Source records
* * *
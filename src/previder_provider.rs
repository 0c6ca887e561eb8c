// This file is part of the terraform-provider-previder project
//
// Copyright (C) ANEO, 2024-2024. All rights reserved.
//
// Licensed under the Apache License, Version 2.0 (the "License")
// you may not use this file except in compliance with the License.
// You may obtain a copy of the License at
//
//     http://www.apache.org/licenses/LICENSE-2.0
//
// Unless required by applicable law or agreed to in writing, software
// distributed under the License is distributed on an "AS IS" BASIS,
// WITHOUT WARRANTIES OR CONDITIONS OF ANY KIND, either express or implied.
// See the License for the specific language governing permissions and
// limitations under the License.

use std::collections::HashMap;
use std::sync::Arc;

use async_trait::async_trait;
use serde::{Deserialize, Serialize};
use tokio::sync::RwLock;
use tokio_util::sync::CancellationToken;
use tracing::info;

use tf_provider::schema::{AttributeConstraint, AttributeType, Block, Description, Schema};
use tf_provider::value::{ValueEmpty, ValueString};
use tf_provider::{map, AttributePath, Diagnostics, DynamicDataSource, DynamicResource, Provider};

use crate::client::{ClientConfig, PreviderClient};
use crate::kubernetes_cluster::KubernetesClusterResource;
use crate::reconcile::{Error, Reconciler, Result};
use crate::staas_environment::StaasEnvironmentResource;
use crate::utils::{attribute, sensitive, WithSchema};
use crate::virtual_firewall::VirtualFirewallResource;
use crate::virtual_network::VirtualNetworkResource;
use crate::virtual_server::VirtualServerResource;

#[derive(Debug, Clone, Serialize, Deserialize, Default)]
pub struct ProviderConfig<'a> {
    #[serde(borrow = "'a")]
    pub token: ValueString<'a>,
    pub url: ValueString<'a>,
    pub customer: ValueString<'a>,
}

impl WithSchema for ProviderConfig<'_> {
    fn schema() -> Schema {
        Schema {
            version: 1,
            block: Block {
                description: Description::plain("Previder platform"),
                attributes: map! {
                    "token" => sensitive(attribute(
                        AttributeType::String,
                        AttributeConstraint::Optional,
                        "API token, defaults to the PREVIDER_TOKEN environment variable",
                    )),
                    "url" => attribute(
                        AttributeType::String,
                        AttributeConstraint::Optional,
                        "API base URL, overridden by the PREVIDER_URL environment variable",
                    ),
                    "customer" => attribute(
                        AttributeType::String,
                        AttributeConstraint::Optional,
                        "Id of the sub-customer to act for",
                    ),
                },
                ..Default::default()
            },
        }
    }
}

/// Client slot shared by the provider and every resource
///
/// Resources are instantiated before the provider is configured, the slot
/// is filled by `configure`.
#[derive(Debug, Clone)]
pub struct ProviderData {
    client: Arc<RwLock<Option<Arc<PreviderClient>>>>,
    cancel: CancellationToken,
}

impl ProviderData {
    pub fn new(cancel: CancellationToken) -> Self {
        Self {
            client: Default::default(),
            cancel,
        }
    }

    pub async fn set_client(&self, client: PreviderClient) {
        *self.client.write().await = Some(Arc::new(client));
    }

    pub async fn reconciler(&self) -> Result<Reconciler> {
        let client = self.client.read().await.clone().ok_or(Error::NotConfigured)?;
        Ok(Reconciler::new(client, self.cancel.clone()))
    }

    /// Reconciler of a resource operation, reported as a diagnostic when missing
    pub async fn reconciler_or_report(&self, diags: &mut Diagnostics) -> Option<Reconciler> {
        match self.reconciler().await {
            Ok(reconciler) => Some(reconciler),
            Err(err) => {
                diags.root_error(
                    err.summary(),
                    "The provider must be configured before managing resources",
                );
                None
            }
        }
    }
}

#[derive(Debug, Clone)]
pub struct PreviderProvider {
    data: ProviderData,
}

impl PreviderProvider {
    pub fn new(cancel: CancellationToken) -> Self {
        Self {
            data: ProviderData::new(cancel),
        }
    }
}

#[async_trait]
impl Provider for PreviderProvider {
    type Config<'a> = ProviderConfig<'a>;
    type MetaState<'a> = ValueEmpty;

    fn schema(&self, _diags: &mut Diagnostics) -> Option<Schema> {
        Some(ProviderConfig::schema())
    }

    async fn validate<'a>(&self, _diags: &mut Diagnostics, _config: Self::Config<'a>) -> Option<()> {
        Some(())
    }

    async fn configure<'a>(
        &self,
        diags: &mut Diagnostics,
        terraform_version: String,
        config: Self::Config<'a>,
    ) -> Option<()> {
        let resolved = match ClientConfig::resolve(
            config.token.as_deref_option(),
            config.url.as_deref_option(),
            config.customer.as_deref_option(),
        ) {
            Ok(resolved) => resolved,
            Err(err) => {
                diags.error("Invalid client or token", err, AttributePath::new("token"));
                return None;
            }
        };

        let client = match PreviderClient::new(resolved) {
            Ok(client) => client,
            Err(err) => {
                diags.error(
                    "Invalid client or token",
                    err.to_string(),
                    AttributePath::new("url"),
                );
                return None;
            }
        };

        match client.api_info().await {
            Ok(api) => {
                info!(
                    version = %api.version,
                    url = %client.base_url(),
                    terraform = %terraform_version,
                    "Connected to the Previder API"
                );
            }
            Err(err) => {
                diags.root_error(
                    "Invalid client or token",
                    format!("API could not be queried: {err}"),
                );
                return None;
            }
        }

        self.data.set_client(client).await;
        Some(())
    }

    fn get_resources(
        &self,
        _diags: &mut Diagnostics,
    ) -> Option<HashMap<String, Box<dyn DynamicResource>>> {
        Some(map! {
            "virtual_server"     => VirtualServerResource::new(self.data.clone()),
            "virtual_network"    => VirtualNetworkResource::new(self.data.clone()),
            "virtual_firewall"   => VirtualFirewallResource::new(self.data.clone()),
            "kubernetes_cluster" => KubernetesClusterResource::new(self.data.clone()),
            "staas_environment"  => StaasEnvironmentResource::new(self.data.clone()),
        })
    }

    fn get_data_sources(
        &self,
        _diags: &mut Diagnostics,
    ) -> Option<HashMap<String, Box<dyn DynamicDataSource>>> {
        Some(HashMap::new())
    }
}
* * *
◆ To do
I'd like the records returned exactly as they were written, please.

◆ Answer section
filename src/previder_provider.rs
repository 0c6ca887e561eb8c
// This file is part of the terraform-provider-previder project
//
// Copyright (C) ANEO, 2024-2024. All rights reserved.
//
// Licensed under the Apache License, Version 2.0 (the "License")
// you may not use this file except in compliance with the License.
// You may obtain a copy of the License at
//
//     http://www.apache.org/licenses/LICENSE-2.0
//
// Unless required by applicable law or agreed to in writing, software
// distributed under the License is distributed on an "AS IS" BASIS,
// WITHOUT WARRANTIES OR CONDITIONS OF ANY KIND, either express or implied.
// See the License for the specific language governing permissions and
// limitations under the License.

use std::collections::HashMap;
use std::sync::Arc;

use async_trait::async_trait;
use serde::{Deserialize, Serialize};
use tokio::sync::RwLock;
use tokio_util::sync::CancellationToken;
use tracing::info;

use tf_provider::schema::{AttributeConstraint, AttributeType, Block, Description, Schema};
use tf_provider::value::{ValueEmpty, ValueString};
use tf_provider::{map, AttributePath, Diagnostics, DynamicDataSource, DynamicResource, Provider};

use crate::client::{ClientConfig, PreviderClient};
use crate::kubernetes_cluster::KubernetesClusterResource;
use crate::reconcile::{Error, Reconciler, Result};
use crate::staas_environment::StaasEnvironmentResource;
use crate::utils::{attribute, sensitive, WithSchema};
use crate::virtual_firewall::VirtualFirewallResource;
use crate::virtual_network::VirtualNetworkResource;
use crate::virtual_server::VirtualServerResource;

#[derive(Debug, Clone, Serialize, Deserialize, Default)]
pub struct ProviderConfig<'a> {
    #[serde(borrow = "'a")]
    pub token: ValueString<'a>,
    pub url: ValueString<'a>,
    pub customer: ValueString<'a>,
}

impl WithSchema for ProviderConfig<'_> {
    fn schema() -> Schema {
        Schema {
            version: 1,
            block: Block {
                description: Description::plain("Previder platform"),
                attributes: map! {
                    "token" => sensitive(attribute(
                        AttributeType::String,
                        AttributeConstraint::Optional,
                        "API token, defaults to the PREVIDER_TOKEN environment variable",
                    )),
                    "url" => attribute(
                        AttributeType::String,
                        AttributeConstraint::Optional,
                        "API base URL, overridden by the PREVIDER_URL environment variable",
                    ),
                    "customer" => attribute(
                        AttributeType::String,
                        AttributeConstraint::Optional,
                        "Id of the sub-customer to act for",
                    ),
                },
                ..Default::default()
            },
        }
    }
}

/// Client slot shared by the provider and every resource
///
/// Resources are instantiated before the provider is configured, the slot
/// is filled by `configure`.
#[derive(Debug, Clone)]
pub struct ProviderData {
    client: Arc<RwLock<Option<Arc<PreviderClient>>>>,
    cancel: CancellationToken,
}

impl ProviderData {
    pub fn new(cancel: CancellationToken) -> Self {
        Self {
            client: Default::default(),
            cancel,
        }
    }

    pub async fn set_client(&self, client: PreviderClient) {
        *self.client.write().await = Some(Arc::new(client));
    }

    pub async fn reconciler(&self) -> Result<Reconciler> {
        let client = self.client.read().await.clone().ok_or(Error::NotConfigured)?;
        Ok(Reconciler::new(client, self.cancel.clone()))
    }

    /// Reconciler of a resource operation, reported as a diagnostic when missing
    pub async fn reconciler_or_report(&self, diags: &mut Diagnostics) -> Option<Reconciler> {
        match self.reconciler().await {
            Ok(reconciler) => Some(reconciler),
            Err(err) => {
                diags.root_error(
                    err.summary(),
                    "The provider must be configured before managing resources",
                );
                None
            }
        }
    }
}

#[derive(Debug, Clone)]
pub struct PreviderProvider {
    data: ProviderData,
}

impl PreviderProvider {
    pub fn new(cancel: CancellationToken) -> Self {
        Self {
            data: ProviderData::new(cancel),
        }
    }
}

#[async_trait]
impl Provider for PreviderProvider {
    type Config<'a> = ProviderConfig<'a>;
    type MetaState<'a> = ValueEmpty;

    fn schema(&self, _diags: &mut Diagnostics) -> Option<Schema> {
        Some(ProviderConfig::schema())
    }

    async fn validate<'a>(&self, _diags: &mut Diagnostics, _config: Self::Config<'a>) -> Option<()> {
        Some(())
    }

    async fn configure<'a>(
        &self,
        diags: &mut Diagnostics,
        terraform_version: String,
        config: Self::Config<'a>,
    ) -> Option<()> {
        let resolved = match ClientConfig::resolve(
            config.token.as_deref_option(),
            config.url.as_deref_option(),
            config.customer.as_deref_option(),
        ) {
            Ok(resolved) => resolved,
            Err(err) => {
                diags.error("Invalid client or token", err, AttributePath::new("token"));
                return None;
            }
        };

        let client = match PreviderClient::new(resolved) {
            Ok(client) => client,
            Err(err) => {
                diags.error(
                    "Invalid client or token",
                    err.to_string(),
                    AttributePath::new("url"),
                );
                return None;
            }
        };

        match client.api_info().await {
            Ok(api) => {
                info!(
                    version = %api.version,
                    url = %client.base_url(),
                    terraform = %terraform_version,
                    "Connected to the Previder API"
                );
            }
            Err(err) => {
                diags.root_error(
                    "Invalid client or token",
                    format!("API could not be queried: {err}"),
                );
                return None;
            }
        }

        self.data.set_client(client).await;
        Some(())
    }

    fn get_resources(
        &self,
        _diags: &mut Diagnostics,
    ) -> Option<HashMap<String, Box<dyn DynamicResource>>> {
        Some(map! {
            "virtual_server"     => VirtualServerResource::new(self.data.clone()),
            "virtual_network"    => VirtualNetworkResource::new(self.data.clone()),
            "virtual_firewall"   => VirtualFirewallResource::new(self.data.clone()),
            "kubernetes_cluster" => KubernetesClusterResource::new(self.data.clone()),
            "staas_environment"  => StaasEnvironmentResource::new(self.data.clone()),
        })
    }

    fn get_data_sources(
        &self,
        _diags: &mut Diagnostics,
    ) -> Option<HashMap<String, Box<dyn DynamicDataSource>>> {
        Some(HashMap::new())
    }
}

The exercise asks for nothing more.